[[ Exercise data open ]]
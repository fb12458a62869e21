//! Task-refresh glue.
//!
//! A board view keeps its task list current by re-fetching whenever the
//! channel announces `task_created`, `task_updated` or `task_deleted`.
//! [`TaskRefresher`] watches the channel's last message and calls back for
//! exactly those notifications.
//!
//! The last message is a single replaceable value, so messages that arrive
//! faster than the callback completes are coalesced to the newest one.

use std::future::Future;

use kanban_common::{Envelope, TaskChange};
use tokio::sync::watch;
use tokio_util::sync::CancellationToken;
use tracing::debug;

use crate::channel::ChannelSubscription;

pub struct TaskRefresher {
    messages: watch::Receiver<Option<Envelope>>,
    cancel: CancellationToken,
}

impl TaskRefresher {
    pub fn new(messages: watch::Receiver<Option<Envelope>>, cancel: CancellationToken) -> Self {
        Self { messages, cancel }
    }

    pub fn from_subscription(subscription: &ChannelSubscription, cancel: CancellationToken) -> Self {
        Self::new(subscription.last_message.clone(), cancel)
    }

    /// Run until cancelled or until the channel is gone.
    ///
    /// Returns how many refreshes were triggered.
    pub async fn run<F, Fut>(mut self, mut on_refresh: F) -> usize
    where
        F: FnMut(TaskChange, Envelope) -> Fut,
        Fut: Future<Output = ()>,
    {
        let mut refreshes = 0;

        loop {
            tokio::select! {
                biased;

                _ = self.cancel.cancelled() => break,

                changed = self.messages.changed() => {
                    if changed.is_err() {
                        break;
                    }
                    let Some(envelope) = self.messages.borrow_and_update().clone() else {
                        continue;
                    };
                    let Some(change) = envelope.task_change() else {
                        debug!(kind = %envelope.kind, "Not a task notification");
                        continue;
                    };

                    debug!(%change, "Task change received; refreshing");
                    on_refresh(change, envelope).await;
                    refreshes += 1;
                }
            }
        }

        refreshes
    }
}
[[ Exercise data closed ]]
> Problem to solve
Your answer must be an exact copy of all the entries.

> Written answer
repository fb12458a62869e21
//! Task-refresh glue.
//!
//! A board view keeps its task list current by re-fetching whenever the
//! channel announces `task_created`, `task_updated` or `task_deleted`.
//! [`TaskRefresher`] watches the channel's last message and calls back for
//! exactly those notifications.
//!
//! The last message is a single replaceable value, so messages that arrive
//! faster than the callback completes are coalesced to the newest one.

use std::future::Future;

use kanban_common::{Envelope, TaskChange};
use tokio::sync::watch;
use tokio_util::sync::CancellationToken;
use tracing::debug;

use crate::channel::ChannelSubscription;

pub struct TaskRefresher {
    messages: watch::Receiver<Option<Envelope>>,
    cancel: CancellationToken,
}

impl TaskRefresher {
    pub fn new(messages: watch::Receiver<Option<Envelope>>, cancel: CancellationToken) -> Self {
        Self { messages, cancel }
    }

    pub fn from_subscription(subscription: &ChannelSubscription, cancel: CancellationToken) -> Self {
        Self::new(subscription.last_message.clone(), cancel)
    }

    /// Run until cancelled or until the channel is gone.
    ///
    /// Returns how many refreshes were triggered.
    pub async fn run<F, Fut>(mut self, mut on_refresh: F) -> usize
    where
        F: FnMut(TaskChange, Envelope) -> Fut,
        Fut: Future<Output = ()>,
    {
        let mut refreshes = 0;

        loop {
            tokio::select! {
                biased;

                _ = self.cancel.cancelled() => break,

                changed = self.messages.changed() => {
                    if changed.is_err() {
                        break;
                    }
                    let Some(envelope) = self.messages.borrow_and_update().clone() else {
                        continue;
                    };
                    let Some(change) = envelope.task_change() else {
                        debug!(kind = %envelope.kind, "Not a task notification");
                        continue;
                    };

                    debug!(%change, "Task change received; refreshing");
                    on_refresh(change, envelope).await;
                    refreshes += 1;
                }
            }
        }

        refreshes
    }
}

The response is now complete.